#### Action item:
Search each line below for the word "PartialEq" and list those that contain it.

#### Collected data entries:
________
use clap::Parser;
use sharepoint_workbook::cli::Cli;
use tracing::error;
use tracing_indicatif::IndicatifLayer;
use tracing_subscriber::layer::SubscriberExt;
use tracing_subscriber::util::SubscriberInitExt;
use tracing_subscriber::{EnvFilter, fmt};

#[tokio::main]
async fn main() {
    // Initialize logging, routing output through the progress bars
    let indicatif_layer = IndicatifLayer::new();
    tracing_subscriber::registry()
        .with(EnvFilter::try_from_default_env().unwrap_or_else(|_| EnvFilter::new("info")))
        .with(fmt::layer().with_writer(indicatif_layer.get_stderr_writer()))
        .with(indicatif_layer)
        .init();

    let cli = Cli::parse();

    if let Err(e) = cli.run().await {
        error!("Error: {}", e);
        std::process::exit(1);
    }
}
//! Retry and polling loops for eventually-consistent remote operations.
//!
//! - [`execute`] reissues a single call with exponential backoff, honoring
//!   server-provided `Retry-After` hints.
//! - [`poll_until_available`] waits for a resource to become visible, with a
//!   deadline measured from the first lookup.
//! - [`update_chunks`] pushes ordered slices of a larger update, halting at the
//!   first chunk that cannot be applied.
//! - [`execute_with_diagnostics`] runs a best-effort diagnostic hook before a
//!   terminal failure is returned.

mod chunks;
mod diagnostics;
mod executor;
mod poll;

pub use chunks::update_chunks;
pub use diagnostics::{execute_with_diagnostics, run_diagnostics};
pub use executor::execute;
pub use poll::{PollSpec, poll_until_available};

use crate::error::{AppError, Result};
use crate::transport::ApiResponse;
use std::time::Duration;

/// Graph error code returned when a workbook operation runs too long.
pub const DURATION_EXCEEDED_CODE: &str = "MaxRequestDurationExceeded";

const TOO_MANY_REQUESTS: u16 = 429;

/// How a single attempt's response is treated by the executor.
#[derive(Debug, Clone, Copy, PartialEq, Eq)]
pub enum Outcome {
    Success,
    Retryable,
    Fatal,
}

#[derive(Debug, Clone)]
pub struct RetryPolicy {
    pub max_attempts: u32,
    pub base_backoff: Duration,
    pub is_success: fn(u16) -> bool,
    pub is_retryable: fn(u16, &[u8]) -> bool,
}

impl Default for RetryPolicy {
    fn default() -> Self {
        Self::new(3, Duration::from_secs(1))
    }
}

impl RetryPolicy {
    pub fn new(max_attempts: u32, base_backoff: Duration) -> Self {
        Self {
            max_attempts,
            base_backoff,
            is_success: is_success_status,
            is_retryable: is_throttled_or_duration_exceeded,
        }
    }

    pub fn with_success(mut self, is_success: fn(u16) -> bool) -> Self {
        self.is_success = is_success;
        self
    }

    pub fn with_retryable(mut self, is_retryable: fn(u16, &[u8]) -> bool) -> Self {
        self.is_retryable = is_retryable;
        self
    }

    pub fn validate(&self) -> Result<()> {
        if self.max_attempts == 0 {
            return Err(AppError::Config(
                "Retry max_attempts must be at least 1".to_string(),
            ));
        }
        if self.base_backoff.is_zero() {
            return Err(AppError::Config(
                "Retry base backoff must be positive".to_string(),
            ));
        }
        Ok(())
    }

    pub fn classify(&self, response: &ApiResponse) -> Outcome {
        if (self.is_success)(response.status) {
            Outcome::Success
        } else if (self.is_retryable)(response.status, &response.body) {
            Outcome::Retryable
        } else {
            Outcome::Fatal
        }
    }

    /// Wait before the attempt following failed attempt `attempt` (0-based).
    pub fn backoff_delay(&self, attempt: u32, retry_after: Option<&str>) -> Duration {
        if let Some(delay) = retry_after.and_then(parse_retry_after) {
            return delay;
        }
        2u32.checked_pow(attempt)
            .and_then(|factor| self.base_backoff.checked_mul(factor))
            .unwrap_or(Duration::MAX)
    }
}

pub fn is_success_status(status: u16) -> bool {
    (200..300).contains(&status)
}

pub fn is_throttled_or_duration_exceeded(status: u16, body: &[u8]) -> bool {
    status == TOO_MANY_REQUESTS
        || String::from_utf8_lossy(body).contains(DURATION_EXCEEDED_CODE)
}

/// Parse a `Retry-After` value given in whole seconds.
///
/// HTTP-date values and anything else that is not plain digits are ignored.
fn parse_retry_after(hint: &str) -> Option<Duration> {
    let hint = hint.trim();
    if hint.is_empty() || !hint.bytes().all(|b| b.is_ascii_digit()) {
        return None;
    }
    hint.parse::<u64>().ok().map(Duration::from_secs)
}

#[cfg(test)]
mod tests {
    use super::*;

    #[test]
    fn test_exponential_backoff_without_hint() {
        let policy = RetryPolicy::new(5, Duration::from_millis(500));
        let delays: Vec<Duration> = (0..4).map(|k| policy.backoff_delay(k, None)).collect();
        assert_eq!(
            delays,
            vec![
                Duration::from_millis(500),
                Duration::from_secs(1),
                Duration::from_secs(2),
                Duration::from_secs(4),
            ]
        );
    }

    #[test]
    fn test_retry_after_hint_wins() {
        let policy = RetryPolicy::default();
        assert_eq!(policy.backoff_delay(3, Some("7")), Duration::from_secs(7));
        assert_eq!(policy.backoff_delay(3, Some("0")), Duration::ZERO);
        assert_eq!(policy.backoff_delay(0, Some(" 2 ")), Duration::from_secs(2));
    }

    #[test]
    fn test_malformed_hint_falls_back_to_backoff() {
        let policy = RetryPolicy::default();
        for hint in ["", "-1", "+3", "1.5", "Wed, 21 Oct 2015 07:28:00 GMT"] {
            assert_eq!(
                policy.backoff_delay(2, Some(hint)),
                Duration::from_secs(4),
                "hint {hint:?} should be ignored"
            );
        }
    }

    #[test]
    fn test_backoff_saturates() {
        let policy = RetryPolicy::new(100, Duration::from_secs(1));
        assert_eq!(policy.backoff_delay(64, None), Duration::MAX);
    }

    #[test]
    fn test_classify_default_predicates() {
        let policy = RetryPolicy::default();
        let duration_exceeded = br#"{"error":{"code":"MaxRequestDurationExceeded"}}"#;

        assert_eq!(policy.classify(&ApiResponse::new(200, "")), Outcome::Success);
        assert_eq!(policy.classify(&ApiResponse::new(204, "")), Outcome::Success);
        assert_eq!(policy.classify(&ApiResponse::new(429, "")), Outcome::Retryable);
        assert_eq!(
            policy.classify(&ApiResponse::new(504, duration_exceeded.to_vec())),
            Outcome::Retryable
        );
        assert_eq!(policy.classify(&ApiResponse::new(400, "")), Outcome::Fatal);
        assert_eq!(policy.classify(&ApiResponse::new(401, "")), Outcome::Fatal);
        assert_eq!(policy.classify(&ApiResponse::new(404, "")), Outcome::Fatal);
    }

    #[test]
    fn test_custom_predicates() {
        let policy = RetryPolicy::default()
            .with_success(|status| status == 201)
            .with_retryable(|status, _| status >= 500);

        assert_eq!(policy.classify(&ApiResponse::new(201, "")), Outcome::Success);
        assert_eq!(policy.classify(&ApiResponse::new(200, "")), Outcome::Fatal);
        assert_eq!(policy.classify(&ApiResponse::new(503, "")), Outcome::Retryable);
    }

    #[test]
    fn test_validate_rejects_zero_attempts_and_backoff() {
        assert!(RetryPolicy::new(0, Duration::from_secs(1)).validate().is_err());
        assert!(RetryPolicy::new(1, Duration::ZERO).validate().is_err());
        assert!(RetryPolicy::default().validate().is_ok());
    }
}
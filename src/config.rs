use crate::error::{AppError, Result};
use crate::retry::{PollSpec, RetryPolicy};
use serde::{Deserialize, Serialize};
use std::fs;
use std::path::PathBuf;
use std::time::Duration;

const CONFIG_DIR_PREFIX: &str = "sharepoint-workbook";

#[derive(Debug, Serialize, Deserialize, Clone, Default)]
pub struct Config {
    pub graph: GraphConfig,
    pub sharepoint: SharePointConfig,
    #[serde(default)]
    pub retry: RetryConfig,
    #[serde(default)]
    pub poll: PollConfig,
    #[serde(default)]
    pub upload: UploadConfig,
}

#[derive(Debug, Serialize, Deserialize, Clone, Default)]
pub struct GraphConfig {
    pub tenant_id: String,
    pub client_id: String,
    pub client_secret: String,
    #[serde(default = "default_base_url")]
    pub base_url: String,
}

impl GraphConfig {
    pub fn token_url(&self) -> String {
        format!(
            "https://login.microsoftonline.com/{}/oauth2/v2.0/token",
            self.tenant_id
        )
    }
}

fn default_base_url() -> String {
    "https://graph.microsoft.com".to_string()
}

#[derive(Debug, Serialize, Deserialize, Clone, Default)]
pub struct SharePointConfig {
    /// Host name, e.g. `contoso.sharepoint.com`
    pub domain: String,
    /// Server-relative site path, e.g. `/sites/Finance`
    pub site: String,
    /// Document library name, e.g. `Documents`
    pub drive: String,
}

#[derive(Debug, Serialize, Deserialize, Clone)]
#[serde(default)]
pub struct RetryConfig {
    pub max_attempts: u32,
    pub base_backoff_seconds: f64,
}

impl Default for RetryConfig {
    fn default() -> Self {
        Self {
            max_attempts: 3,
            base_backoff_seconds: 1.0,
        }
    }
}

impl RetryConfig {
    pub fn policy(&self) -> Result<RetryPolicy> {
        let base_backoff = seconds("retry.base_backoff_seconds", self.base_backoff_seconds)?;
        let policy = RetryPolicy::new(self.max_attempts, base_backoff);
        policy.validate()?;
        Ok(policy)
    }
}

#[derive(Debug, Serialize, Deserialize, Clone)]
#[serde(default)]
pub struct PollConfig {
    pub timeout_seconds: f64,
    pub poll_interval_seconds: f64,
}

impl Default for PollConfig {
    fn default() -> Self {
        Self {
            timeout_seconds: 60.0,
            poll_interval_seconds: 3.0,
        }
    }
}

impl PollConfig {
    pub fn spec(&self) -> Result<PollSpec> {
        PollSpec::new(
            seconds("poll.timeout_seconds", self.timeout_seconds)?,
            seconds("poll.poll_interval_seconds", self.poll_interval_seconds)?,
        )
    }
}

#[derive(Debug, Serialize, Deserialize, Clone)]
#[serde(default)]
pub struct UploadConfig {
    pub chunk_rows: usize,
}

impl Default for UploadConfig {
    fn default() -> Self {
        Self { chunk_rows: 500 }
    }
}

fn seconds(field: &str, value: f64) -> Result<Duration> {
    if !value.is_finite() || value <= 0.0 {
        return Err(AppError::Config(format!(
            "{} must be a positive number of seconds, got {}",
            field, value
        )));
    }
    Duration::try_from_secs_f64(value)
        .map_err(|e| AppError::Config(format!("{} is out of range: {}", field, e)))
}

impl Config {
    pub fn load() -> Result<Self> {
        let config_path = Self::config_file()?;

        if !config_path.exists() {
            return Err(AppError::Config(format!(
                "Config file not found at {:?}. Please create one.",
                config_path
            )));
        }

        let contents = fs::read_to_string(&config_path)?;
        Self::parse(&contents)
    }

    pub fn parse(contents: &str) -> Result<Self> {
        let config: Config = toml::from_str(contents)
            .map_err(|e| AppError::Config(format!("Failed to parse config: {}", e)))?;
        config.validate()?;
        Ok(config)
    }

    fn validate(&self) -> Result<()> {
        if self.graph.tenant_id.is_empty()
            || self.graph.client_id.is_empty()
            || self.graph.client_secret.is_empty()
        {
            return Err(AppError::Config(
                "Graph tenant_id, client_id and client_secret must be set in config file"
                    .to_string(),
            ));
        }

        if self.sharepoint.domain.is_empty()
            || self.sharepoint.site.is_empty()
            || self.sharepoint.drive.is_empty()
        {
            return Err(AppError::Config(
                "SharePoint domain, site and drive must be set in config file".to_string(),
            ));
        }

        if self.upload.chunk_rows == 0 {
            return Err(AppError::Config(
                "upload.chunk_rows must be at least 1".to_string(),
            ));
        }

        self.retry.policy()?;
        self.poll.spec()?;
        Ok(())
    }

    fn xdg_dirs() -> xdg::BaseDirectories {
        xdg::BaseDirectories::with_prefix(CONFIG_DIR_PREFIX)
    }

    /// Get the config file path
    pub fn config_file() -> Result<PathBuf> {
        let xdg_dirs = Self::xdg_dirs();
        xdg_dirs
            .place_config_file("config.toml")
            .map_err(|e| AppError::Config(format!("Failed to create config directory: {}", e)))
    }

    /// Get the cache directory path, used as the default download location
    pub fn cache_dir() -> Result<PathBuf> {
        let xdg = Self::xdg_dirs();
        xdg.get_cache_home()
            .ok_or_else(|| AppError::Config("Failed to determine cache directory".to_string()))
    }
}
//! Stream loading
//!
//! Turns already-read tabular rows (a JSON array or NDJSON, one object per
//! row) into raw rows whose timestamp cell is still in its native encoding.
//! Reading files or querying databases stays with the caller.

use serde::Serialize;
use serde_json::Map;
use std::collections::{BTreeMap, HashSet};
use tracing::debug;

use crate::config::StreamConfig;
use crate::error::FusionError;
use crate::types::Value;

/// One input row as delivered by the external loader
pub type JsonRow = Map<String, serde_json::Value>;

/// A row with typed measurement cells and an undecoded timestamp
#[derive(Debug, Clone, PartialEq)]
pub struct RawRow {
    /// Native timestamp cell (`null` when the row had none)
    pub time: serde_json::Value,
    pub columns: BTreeMap<String, Value>,
}

/// Row accounting for one stream's load stage
#[derive(Debug, Clone, Copy, Default, PartialEq, Eq, Serialize)]
pub struct LoadReport {
    pub rows: usize,
    pub incomplete: usize,
    pub duplicates: usize,
}

/// Loader for raw stream rows
pub struct StreamLoader;

impl StreamLoader {
    /// Parse a JSON string containing an array of row objects
    pub fn parse_array(json: &str) -> Result<Vec<JsonRow>, FusionError> {
        let rows: Vec<JsonRow> = serde_json::from_str(json)?;
        Ok(rows)
    }

    /// Parse NDJSON (newline-delimited JSON) row objects
    pub fn parse_ndjson(ndjson: &str) -> Result<Vec<JsonRow>, FusionError> {
        let mut rows = Vec::new();
        for (line_num, line) in ndjson.lines().enumerate() {
            let trimmed = line.trim();
            if trimmed.is_empty() {
                continue;
            }
            match serde_json::from_str::<JsonRow>(trimmed) {
                Ok(row) => rows.push(row),
                Err(e) => {
                    return Err(FusionError::ParseError(format!(
                        "Failed to parse line {}: {}",
                        line_num + 1,
                        e
                    )));
                }
            }
        }
        Ok(rows)
    }

    /// Parse either format, picking NDJSON unless the text opens a JSON array
    pub fn parse_auto(text: &str) -> Result<Vec<JsonRow>, FusionError> {
        if text.trim_start().starts_with('[') {
            Self::parse_array(text)
        } else {
            Self::parse_ndjson(text)
        }
    }

    /// Convert JSON rows to raw rows for one configured stream
    ///
    /// Rows with a null field are dropped when `drop_incomplete` is set;
    /// otherwise null cells become `Value::Unmatched`. Exact duplicates are
    /// dropped when `dedupe` is set. A missing timestamp field is left for the
    /// clock normalizer to reject and count.
    pub fn to_raw_rows(
        rows: Vec<JsonRow>,
        config: &StreamConfig,
    ) -> Result<(Vec<RawRow>, LoadReport), FusionError> {
        let mut report = LoadReport {
            rows: rows.len(),
            ..Default::default()
        };
        let mut seen: HashSet<String> = HashSet::new();
        let mut raw_rows = Vec::with_capacity(rows.len());

        for (idx, mut row) in rows.into_iter().enumerate() {
            if config.dedupe {
                let key = serde_json::to_string(&row)?;
                if !seen.insert(key) {
                    report.duplicates += 1;
                    continue;
                }
            }

            let has_null = row.values().any(serde_json::Value::is_null);
            if has_null && config.drop_incomplete {
                report.incomplete += 1;
                continue;
            }

            let time = row
                .remove(&config.time_column)
                .unwrap_or(serde_json::Value::Null);

            let mut columns = BTreeMap::new();
            for (column, cell) in row {
                let value = convert_cell(&config.name, idx, &column, cell)?;
                columns.insert(column, value);
            }

            raw_rows.push(RawRow { time, columns });
        }

        debug!(
            stream = %config.name,
            rows = report.rows,
            incomplete = report.incomplete,
            duplicates = report.duplicates,
            "loaded raw rows"
        );

        Ok((raw_rows, report))
    }
}

fn convert_cell(
    stream: &str,
    row: usize,
    column: &str,
    cell: serde_json::Value,
) -> Result<Value, FusionError> {
    match cell {
        serde_json::Value::Null => Ok(Value::Unmatched),
        serde_json::Value::Number(n) => n.as_f64().map(Value::Number).ok_or_else(|| {
            FusionError::ParseError(format!("stream '{}' row {}: '{}' is not representable", stream, row, column))
        }),
        serde_json::Value::String(s) => Ok(Value::Category(s)),
        serde_json::Value::Bool(b) => Ok(Value::Category(b.to_string())),
        serde_json::Value::Array(_) | serde_json::Value::Object(_) => Err(FusionError::ParseError(
            format!("stream '{}' row {}: column '{}' holds a nested value", stream, row, column),
        )),
    }
}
________
#### Response to the task:
#[derive(Debug, Clone, Copy, PartialEq, Eq)]
#[derive(Debug, Clone, PartialEq)]
#[derive(Debug, Clone, Copy, Default, PartialEq, Eq, Serialize)]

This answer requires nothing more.